What is being asked: Under this line are the records; write out word for word the part that begins at the line containing "let [main, logs]" and ends at the line containing "fn split_tab_bar(area: Rect)", and no more.

[Opening Data to examine section]

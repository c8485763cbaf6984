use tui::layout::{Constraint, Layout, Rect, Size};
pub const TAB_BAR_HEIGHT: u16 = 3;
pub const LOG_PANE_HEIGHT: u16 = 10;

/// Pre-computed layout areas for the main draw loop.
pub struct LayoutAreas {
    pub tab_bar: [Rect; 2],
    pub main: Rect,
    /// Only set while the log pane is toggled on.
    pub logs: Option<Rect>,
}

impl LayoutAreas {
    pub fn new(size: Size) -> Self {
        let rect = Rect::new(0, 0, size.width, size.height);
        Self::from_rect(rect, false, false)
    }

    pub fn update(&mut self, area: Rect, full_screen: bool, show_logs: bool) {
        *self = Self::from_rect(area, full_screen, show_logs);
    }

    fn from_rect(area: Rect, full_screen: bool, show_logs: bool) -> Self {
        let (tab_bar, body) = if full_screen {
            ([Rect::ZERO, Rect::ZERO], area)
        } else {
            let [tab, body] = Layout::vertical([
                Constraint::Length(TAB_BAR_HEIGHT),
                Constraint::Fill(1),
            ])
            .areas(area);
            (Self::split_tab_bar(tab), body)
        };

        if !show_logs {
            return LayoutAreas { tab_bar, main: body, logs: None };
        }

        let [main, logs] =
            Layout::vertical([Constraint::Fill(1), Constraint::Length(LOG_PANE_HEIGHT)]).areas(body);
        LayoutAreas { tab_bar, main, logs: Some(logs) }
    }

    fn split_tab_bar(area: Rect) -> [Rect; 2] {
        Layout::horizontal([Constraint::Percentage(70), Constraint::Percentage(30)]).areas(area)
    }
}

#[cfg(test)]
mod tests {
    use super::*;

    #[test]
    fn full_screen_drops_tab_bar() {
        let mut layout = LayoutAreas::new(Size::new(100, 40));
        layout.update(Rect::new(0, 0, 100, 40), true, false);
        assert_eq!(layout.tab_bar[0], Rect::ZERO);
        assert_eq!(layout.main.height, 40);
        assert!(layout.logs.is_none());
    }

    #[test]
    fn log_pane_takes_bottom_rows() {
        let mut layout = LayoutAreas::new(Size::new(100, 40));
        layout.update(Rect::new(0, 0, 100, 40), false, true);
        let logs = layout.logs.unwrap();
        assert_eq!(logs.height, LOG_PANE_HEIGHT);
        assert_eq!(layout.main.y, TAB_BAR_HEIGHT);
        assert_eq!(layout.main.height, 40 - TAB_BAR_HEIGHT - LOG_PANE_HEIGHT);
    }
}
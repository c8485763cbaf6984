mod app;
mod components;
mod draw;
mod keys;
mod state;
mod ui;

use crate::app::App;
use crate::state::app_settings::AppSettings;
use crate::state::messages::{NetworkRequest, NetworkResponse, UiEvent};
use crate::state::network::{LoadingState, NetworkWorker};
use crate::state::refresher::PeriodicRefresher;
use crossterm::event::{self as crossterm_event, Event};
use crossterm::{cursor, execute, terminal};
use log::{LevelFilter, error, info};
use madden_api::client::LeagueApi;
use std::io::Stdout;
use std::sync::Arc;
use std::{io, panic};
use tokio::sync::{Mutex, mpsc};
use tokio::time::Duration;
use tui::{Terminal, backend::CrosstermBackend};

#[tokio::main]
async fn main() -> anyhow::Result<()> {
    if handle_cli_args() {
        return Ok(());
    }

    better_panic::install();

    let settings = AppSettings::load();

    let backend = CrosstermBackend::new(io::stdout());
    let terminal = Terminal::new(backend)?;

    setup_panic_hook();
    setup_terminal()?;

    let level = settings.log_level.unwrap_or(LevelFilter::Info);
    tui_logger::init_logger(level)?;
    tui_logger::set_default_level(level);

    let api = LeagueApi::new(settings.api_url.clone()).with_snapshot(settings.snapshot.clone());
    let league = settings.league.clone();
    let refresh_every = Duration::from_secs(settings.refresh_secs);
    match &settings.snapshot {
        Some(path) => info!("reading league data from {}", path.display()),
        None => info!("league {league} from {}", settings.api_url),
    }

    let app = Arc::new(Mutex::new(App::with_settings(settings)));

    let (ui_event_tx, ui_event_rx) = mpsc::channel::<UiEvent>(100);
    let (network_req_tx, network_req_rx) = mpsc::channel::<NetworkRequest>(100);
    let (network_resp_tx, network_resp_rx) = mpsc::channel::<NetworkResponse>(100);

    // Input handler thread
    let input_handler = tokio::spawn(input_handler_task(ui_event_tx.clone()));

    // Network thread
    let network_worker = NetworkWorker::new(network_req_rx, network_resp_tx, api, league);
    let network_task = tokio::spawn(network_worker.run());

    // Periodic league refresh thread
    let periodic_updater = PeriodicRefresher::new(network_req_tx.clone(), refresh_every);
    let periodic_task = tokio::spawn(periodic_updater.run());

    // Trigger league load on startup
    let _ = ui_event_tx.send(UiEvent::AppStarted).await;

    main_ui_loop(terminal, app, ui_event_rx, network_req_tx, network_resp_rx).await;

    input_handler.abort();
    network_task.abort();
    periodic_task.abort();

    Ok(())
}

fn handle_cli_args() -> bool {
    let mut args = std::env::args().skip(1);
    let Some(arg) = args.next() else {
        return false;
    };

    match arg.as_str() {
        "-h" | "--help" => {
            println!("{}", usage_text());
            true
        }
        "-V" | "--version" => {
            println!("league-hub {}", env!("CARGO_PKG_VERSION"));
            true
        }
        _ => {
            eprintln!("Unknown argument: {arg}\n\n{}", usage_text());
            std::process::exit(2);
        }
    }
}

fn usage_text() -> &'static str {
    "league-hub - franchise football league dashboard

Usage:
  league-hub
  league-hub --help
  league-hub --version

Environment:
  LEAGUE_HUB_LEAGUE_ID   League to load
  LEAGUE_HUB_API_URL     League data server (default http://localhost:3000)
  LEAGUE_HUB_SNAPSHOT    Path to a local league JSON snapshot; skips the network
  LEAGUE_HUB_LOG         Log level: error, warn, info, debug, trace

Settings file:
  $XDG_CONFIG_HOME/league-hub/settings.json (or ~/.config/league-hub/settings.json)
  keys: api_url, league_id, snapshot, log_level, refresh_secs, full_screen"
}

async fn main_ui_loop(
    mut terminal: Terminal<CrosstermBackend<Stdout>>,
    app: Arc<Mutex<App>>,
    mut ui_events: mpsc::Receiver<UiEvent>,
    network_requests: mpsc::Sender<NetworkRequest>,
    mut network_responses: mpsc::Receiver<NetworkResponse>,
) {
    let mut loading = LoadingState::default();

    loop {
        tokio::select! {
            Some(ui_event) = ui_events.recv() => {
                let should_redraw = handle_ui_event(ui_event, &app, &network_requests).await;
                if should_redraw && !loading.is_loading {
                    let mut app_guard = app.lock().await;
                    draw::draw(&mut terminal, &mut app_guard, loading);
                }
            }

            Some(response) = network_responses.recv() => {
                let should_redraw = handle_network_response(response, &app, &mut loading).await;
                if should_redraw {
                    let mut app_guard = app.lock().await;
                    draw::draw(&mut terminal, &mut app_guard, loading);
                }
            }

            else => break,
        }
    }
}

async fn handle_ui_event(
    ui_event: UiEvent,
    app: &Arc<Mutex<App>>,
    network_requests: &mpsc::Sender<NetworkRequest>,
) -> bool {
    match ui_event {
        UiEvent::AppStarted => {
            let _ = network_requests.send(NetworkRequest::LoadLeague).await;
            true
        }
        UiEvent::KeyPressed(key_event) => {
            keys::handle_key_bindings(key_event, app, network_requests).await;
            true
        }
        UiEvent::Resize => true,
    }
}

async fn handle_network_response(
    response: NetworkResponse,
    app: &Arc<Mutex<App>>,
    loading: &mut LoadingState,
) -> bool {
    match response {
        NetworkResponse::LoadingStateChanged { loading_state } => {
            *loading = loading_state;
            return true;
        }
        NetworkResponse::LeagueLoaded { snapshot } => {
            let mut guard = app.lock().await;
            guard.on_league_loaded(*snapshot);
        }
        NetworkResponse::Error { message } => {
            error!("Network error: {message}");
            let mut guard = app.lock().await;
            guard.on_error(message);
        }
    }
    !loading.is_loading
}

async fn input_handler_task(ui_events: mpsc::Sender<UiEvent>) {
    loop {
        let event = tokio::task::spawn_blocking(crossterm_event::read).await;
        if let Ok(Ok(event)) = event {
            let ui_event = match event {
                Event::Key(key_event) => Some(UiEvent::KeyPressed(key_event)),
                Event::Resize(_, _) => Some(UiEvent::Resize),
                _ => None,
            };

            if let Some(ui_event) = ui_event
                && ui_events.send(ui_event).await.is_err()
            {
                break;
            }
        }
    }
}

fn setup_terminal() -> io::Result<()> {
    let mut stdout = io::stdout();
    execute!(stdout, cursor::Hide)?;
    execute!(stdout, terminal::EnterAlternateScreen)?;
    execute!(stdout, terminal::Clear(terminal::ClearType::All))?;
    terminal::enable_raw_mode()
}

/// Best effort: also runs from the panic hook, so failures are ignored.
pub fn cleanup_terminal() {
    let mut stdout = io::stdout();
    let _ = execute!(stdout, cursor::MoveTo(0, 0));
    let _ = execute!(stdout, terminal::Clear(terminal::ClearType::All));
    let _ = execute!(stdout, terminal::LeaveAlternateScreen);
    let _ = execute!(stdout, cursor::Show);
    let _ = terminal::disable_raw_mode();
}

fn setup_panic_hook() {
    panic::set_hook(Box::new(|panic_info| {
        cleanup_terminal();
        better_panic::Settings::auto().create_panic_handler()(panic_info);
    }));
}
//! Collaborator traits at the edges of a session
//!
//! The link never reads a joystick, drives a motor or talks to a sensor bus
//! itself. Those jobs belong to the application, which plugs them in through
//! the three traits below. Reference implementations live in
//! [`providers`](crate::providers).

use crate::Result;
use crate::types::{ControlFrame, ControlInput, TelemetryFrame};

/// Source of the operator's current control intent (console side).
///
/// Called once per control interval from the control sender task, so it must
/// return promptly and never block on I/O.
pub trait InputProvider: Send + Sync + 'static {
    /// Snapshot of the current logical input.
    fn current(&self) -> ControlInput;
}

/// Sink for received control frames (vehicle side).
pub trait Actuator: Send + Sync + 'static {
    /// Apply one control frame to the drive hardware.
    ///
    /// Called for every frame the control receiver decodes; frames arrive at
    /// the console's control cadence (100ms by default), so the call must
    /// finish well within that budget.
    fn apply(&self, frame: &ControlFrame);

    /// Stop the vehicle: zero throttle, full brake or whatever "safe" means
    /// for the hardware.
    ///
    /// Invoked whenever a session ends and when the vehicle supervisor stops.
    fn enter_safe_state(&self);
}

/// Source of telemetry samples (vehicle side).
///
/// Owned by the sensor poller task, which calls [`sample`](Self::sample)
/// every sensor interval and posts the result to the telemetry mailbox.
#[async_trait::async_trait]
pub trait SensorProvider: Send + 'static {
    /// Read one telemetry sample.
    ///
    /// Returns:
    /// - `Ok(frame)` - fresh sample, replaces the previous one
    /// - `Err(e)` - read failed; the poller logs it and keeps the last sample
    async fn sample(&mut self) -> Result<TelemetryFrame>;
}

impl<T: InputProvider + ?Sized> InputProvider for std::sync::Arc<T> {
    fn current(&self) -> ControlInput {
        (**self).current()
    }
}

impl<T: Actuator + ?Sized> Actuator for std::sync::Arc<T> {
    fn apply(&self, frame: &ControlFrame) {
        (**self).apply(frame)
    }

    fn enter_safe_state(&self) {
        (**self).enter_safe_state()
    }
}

[Closing Data to examine section]

Task answer:
        let [main, logs] =
            Layout::vertical([Constraint::Fill(1), Constraint::Length(LOG_PANE_HEIGHT)]).areas(body);
        LayoutAreas { tab_bar, main, logs: Some(logs) }
    }

    fn split_tab_bar(area: Rect) -> [Rect; 2] {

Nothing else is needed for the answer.